Mister Chen’s store has the feel of an inner-city American liquor store where all of the products are on display behind a think glass window. He largely sells cheap, low quality Chinese-made knick-knacks that range from one-dollar headphones to shoes to plastic tableware. Although business in his 1,500 square foot (estimate) shop was brisk during my 45-minute mid-day visit, not once did I see him sell a single product. Instead, locals would approach the counter, throw down a $20 or $50 US bill and he or one of his local staff members would hurl a wad of Congolese francs and dollars back at the customer. In addition to selling low-cost Chinese imports, shop owners like Mister Chen have also established themselves as among the most reliable money changers in the city. ”I trust the Chinese more than I do Congolese,” one customer explained when I asked why he changed his money with Mister Chen and not at one of the countless money changers on the street. ”They give us a fair price and don’t cheat us.” By selling low-cost products along with doing a brisk currency trading business, Mister Chen said he is able to squeeze out a small profit. ”It’s not a lot because the Congolese are very poor but I earn more here than what I was making back in Fuzhou,” he said.

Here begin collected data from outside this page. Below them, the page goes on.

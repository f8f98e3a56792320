//! Inclusive integer bounding boxes.

/// An inclusive cell rectangle. Empty when `min > max` on either axis.
#[derive(Debug, Clone, Copy, PartialEq, Eq)]
pub struct BoundingBox {
    pub min_x: i32,
    pub min_y: i32,
    pub max_x: i32,
    pub max_y: i32,
}

impl BoundingBox {
    pub const fn new(min_x: i32, min_y: i32, max_x: i32, max_y: i32) -> Self {
        Self {
            min_x,
            min_y,
            max_x,
            max_y,
        }
    }

    /// A box containing no cells.
    pub const fn empty() -> Self {
        Self::new(0, 0, -1, -1)
    }

    /// Square box of half-extent `r` around the origin.
    pub const fn around(r: i32) -> Self {
        Self::new(-r, -r, r, r)
    }

    pub fn is_empty(&self) -> bool {
        self.min_x > self.max_x || self.min_y > self.max_y
    }

    pub fn contains(&self, x: i32, y: i32) -> bool {
        x >= self.min_x && x <= self.max_x && y >= self.min_y && y <= self.max_y
    }

    pub fn width(&self) -> u32 {
        if self.is_empty() {
            0
        } else {
            (self.max_x - self.min_x + 1) as u32
        }
    }

    pub fn height(&self) -> u32 {
        if self.is_empty() {
            0
        } else {
            (self.max_y - self.min_y + 1) as u32
        }
    }

    /// Shift by an offset.
    pub fn translate(self, dx: i32, dy: i32) -> Self {
        if self.is_empty() {
            return self;
        }
        Self::new(self.min_x + dx, self.min_y + dy, self.max_x + dx, self.max_y + dy)
    }

    /// Smallest box containing both.
    pub fn union(self, other: Self) -> Self {
        if self.is_empty() {
            return other;
        }
        if other.is_empty() {
            return self;
        }
        Self::new(
            self.min_x.min(other.min_x),
            self.min_y.min(other.min_y),
            self.max_x.max(other.max_x),
            self.max_y.max(other.max_y),
        )
    }

    /// Grow by `n` cells on every side.
    pub fn expand(self, n: i32) -> Self {
        if self.is_empty() {
            return self;
        }
        Self::new(self.min_x - n, self.min_y - n, self.max_x + n, self.max_y + n)
    }

    /// Iterate every cell in row-major order.
    pub fn cells(&self) -> impl Iterator<Item = (i32, i32)> {
        let (min_x, max_x) = (self.min_x, self.max_x);
        let rows = if self.is_empty() {
            0..0
        } else {
            self.min_y..self.max_y + 1
        };
        rows.flat_map(move |y| (min_x..=max_x).map(move |x| (x, y)))
    }
}
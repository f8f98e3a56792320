//! Seeded parameter draws for one generation call.

use rand::seq::IndexedRandom;
use rand::{Rng, SeedableRng};
use rand_pcg::Pcg32;
use tracing::debug;

use crate::diagnostic::{Diagnostic, Diagnostics, UNKNOWN_MATERIAL, UNKNOWN_SUBTYPE};
use crate::types::{MaterialCatalog, MaterialClass, MaterialDef, FALLBACK_MATERIAL};

/// A closed set of named variants (item sub-types).
pub trait Choice: Copy + Default + 'static {
    /// Family name used in diagnostics, e.g. "sword".
    const FAMILY: &'static str;
    const ALL: &'static [Self];

    fn key(self) -> &'static str;

    fn from_key(key: &str) -> Option<Self> {
        let key = key.trim();
        Self::ALL
            .iter()
            .copied()
            .find(|v| v.key().eq_ignore_ascii_case(key))
    }

    fn keys() -> Vec<&'static str> {
        Self::ALL.iter().map(|v| v.key()).collect()
    }
}

/// Explicit random context threaded through every draw of one item.
#[derive(Debug, Clone)]
pub struct ParameterSampler {
    rng: Pcg32,
    diagnostics: Diagnostics,
}

impl ParameterSampler {
    pub fn new(seed: u64) -> Self {
        Self {
            rng: Pcg32::seed_from_u64(seed),
            diagnostics: Diagnostics::new(),
        }
    }

    /// Inclusive integer draw. Reversed bounds are swapped.
    pub fn int_in(&mut self, min: i32, max: i32) -> i32 {
        let (lo, hi) = if min <= max { (min, max) } else { (max, min) };
        self.rng.random_range(lo..=hi)
    }

    /// Inclusive unsigned draw, for dimensions.
    pub fn size_in(&mut self, min: u32, max: u32) -> u32 {
        let (lo, hi) = if min <= max { (min, max) } else { (max, min) };
        self.rng.random_range(lo..=hi)
    }

    /// Draw from `[min, max)`; returns `min` for an empty range.
    pub fn float_in(&mut self, min: f64, max: f64) -> f64 {
        if min.is_nan() || max.is_nan() || min >= max {
            return min;
        }
        self.rng.random_range(min..max)
    }

    pub fn chance(&mut self, probability: f64) -> bool {
        self.rng.random_bool(probability.clamp(0.0, 1.0))
    }

    pub fn choose<'a, T>(&mut self, candidates: &'a [T]) -> Option<&'a T> {
        candidates.choose(&mut self.rng)
    }

    /// Resolve a requested variant, drawing one when absent or unknown.
    pub fn variant<T: Choice>(&mut self, requested: Option<&str>) -> T {
        if let Some(key) = requested {
            if let Some(v) = T::from_key(key) {
                return v;
            }
            let picked = self.random_variant::<T>();
            self.diagnostics.push(
                Diagnostic::warning(
                    UNKNOWN_SUBTYPE,
                    format!(
                        "unknown {} sub-type '{}', using '{}'",
                        T::FAMILY,
                        key,
                        picked.key()
                    ),
                )
                .with_help(format!("known sub-types: {}", T::keys().join(", "))),
            );
            return picked;
        }
        let picked = self.random_variant::<T>();
        debug!(family = T::FAMILY, sub_type = picked.key(), "drew sub-type");
        picked
    }

    fn random_variant<T: Choice>(&mut self) -> T {
        T::ALL.choose(&mut self.rng).copied().unwrap_or_default()
    }

    /// Resolve the material for one slot.
    ///
    /// An explicit key goes through the catalog; unknown keys fall back to
    /// the default material with a warning. With no key, a material of
    /// `class` is drawn.
    pub fn material(
        &mut self,
        slot: &str,
        requested: Option<&str>,
        class: MaterialClass,
    ) -> &'static MaterialDef {
        self.material_excluding(slot, requested, class, &[])
    }

    /// Like [`material`](Self::material), but random draws skip the
    /// `exclude` keys. If nothing is left the whole class is used.
    pub fn material_excluding(
        &mut self,
        slot: &str,
        requested: Option<&str>,
        class: MaterialClass,
        exclude: &[&str],
    ) -> &'static MaterialDef {
        if let Some(key) = requested {
            return match MaterialCatalog::find(key) {
                Some(def) => def,
                None => {
                    self.diagnostics.push(
                        Diagnostic::warning(
                            UNKNOWN_MATERIAL,
                            format!(
                                "unknown {} material '{}', using '{}'",
                                slot, key, FALLBACK_MATERIAL
                            ),
                        )
                        .with_help(format!(
                            "{} materials: {}",
                            class,
                            class_keys(class).join(", ")
                        )),
                    );
                    MaterialCatalog::fallback()
                }
            };
        }

        let all = MaterialCatalog::of_class(class);
        let filtered: Vec<&'static MaterialDef> = all
            .iter()
            .copied()
            .filter(|m| !exclude.iter().any(|x| x.eq_ignore_ascii_case(m.key)))
            .collect();
        let pool = if filtered.is_empty() { &all } else { &filtered };
        let picked = pool
            .choose(&mut self.rng)
            .copied()
            .unwrap_or_else(MaterialCatalog::fallback);
        debug!(slot, material = picked.key, "drew material");
        picked
    }

    pub fn diagnostics(&self) -> &Diagnostics {
        &self.diagnostics
    }

    pub fn into_diagnostics(self) -> Diagnostics {
        self.diagnostics
    }
}

fn class_keys(class: MaterialClass) -> Vec<&'static str> {
    MaterialCatalog::of_class(class)
        .into_iter()
        .map(|m| m.key)
        .collect()
}

#[cfg(test)]
mod tests {
    use super::*;

    #[derive(Debug, Clone, Copy, PartialEq, Eq, Default)]
    enum Cut {
        #[default]
        Round,
        Square,
        Oval,
    }

    impl Choice for Cut {
        const FAMILY: &'static str = "gem";
        const ALL: &'static [Self] = &[Cut::Round, Cut::Square, Cut::Oval];

        fn key(self) -> &'static str {
            match self {
                Cut::Round => "round",
                Cut::Square => "square",
                Cut::Oval => "oval",
            }
        }
    }

    #[test]
    fn test_same_seed_same_draws() {
        let mut a = ParameterSampler::new(42);
        let mut b = ParameterSampler::new(42);
        for _ in 0..32 {
            assert_eq!(a.int_in(-50, 50), b.int_in(-50, 50));
            assert_eq!(a.float_in(0.0, 1.0), b.float_in(0.0, 1.0));
        }
    }

    #[test]
    fn test_ranges_are_respected() {
        let mut s = ParameterSampler::new(7);
        for _ in 0..200 {
            let v = s.int_in(10, 3);
            assert!((3..=10).contains(&v));
            let f = s.float_in(1.5, 2.5);
            assert!((1.5..2.5).contains(&f));
            assert!((4..=6).contains(&s.size_in(4, 6)));
        }
        assert_eq!(s.int_in(5, 5), 5);
        assert_eq!(s.float_in(3.0, 3.0), 3.0);
        assert_eq!(s.float_in(3.0, 1.0), 3.0);
        assert!(!s.chance(0.0));
        assert!(s.chance(1.0));
        assert!(s.choose::<u8>(&[]).is_none());
    }

    #[test]
    fn test_variant_known_key() {
        let mut s = ParameterSampler::new(1);
        assert_eq!(s.variant::<Cut>(Some(" Square ")), Cut::Square);
        assert!(s.diagnostics().is_empty());
    }

    #[test]
    fn test_variant_unknown_key_warns() {
        let mut s = ParameterSampler::new(1);
        let v = s.variant::<Cut>(Some("hexagonal"));
        assert!(Cut::ALL.contains(&v));
        assert_eq!(s.diagnostics().count_code(UNKNOWN_SUBTYPE), 1);
    }

    #[test]
    fn test_variant_absent_is_silent() {
        let mut s = ParameterSampler::new(1);
        let v = s.variant::<Cut>(None);
        assert!(Cut::ALL.contains(&v));
        assert!(s.diagnostics().is_empty());
    }

    #[test]
    fn test_unknown_material_falls_back() {
        let mut s = ParameterSampler::new(3);
        let m = s.material("blade", Some("UNKNOWNIUM"), MaterialClass::Metal);
        assert_eq!(m.key, FALLBACK_MATERIAL);
        assert_eq!(s.diagnostics().count_code(UNKNOWN_MATERIAL), 1);
    }

    #[test]
    fn test_random_material_matches_class() {
        let mut s = ParameterSampler::new(3);
        for _ in 0..20 {
            assert_eq!(s.material("gem", None, MaterialClass::Gem).class, MaterialClass::Gem);
        }
    }

    #[test]
    fn test_material_exclusion() {
        let mut s = ParameterSampler::new(9);
        for _ in 0..50 {
            let m = s.material_excluding("trim", None, MaterialClass::Metal, &["iron", "steel"]);
            assert_ne!(m.key, "iron");
            assert_ne!(m.key, "steel");
        }
    }

    #[test]
    fn test_material_exclusion_empty_pool_falls_back() {
        let every: Vec<&str> = MaterialCatalog::of_class(MaterialClass::Cord)
            .into_iter()
            .map(|m| m.key)
            .collect();
        let mut s = ParameterSampler::new(9);
        let m = s.material_excluding("string", None, MaterialClass::Cord, &every);
        assert_eq!(m.class, MaterialClass::Cord);
        assert!(s.diagnostics().is_empty());
    }
}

When you consider the hundreds of billions of dollars Western governments and NGOs have spent in Africa to help build civil society programs none seem anywhere near as effective as what Mister Chen is doing. His small business is simultaneously providing jobs, goods and services that are vital in a region desperate for this kind of economic activity. Mister Chen does not think of his business as anything other than a means to earn a meager living. What he may not realize is that what he and his family are doing is part of a larger, more powerful trend that will re-shape Africa in a far more profound way than any of the roads and hospitals Beijing is building here.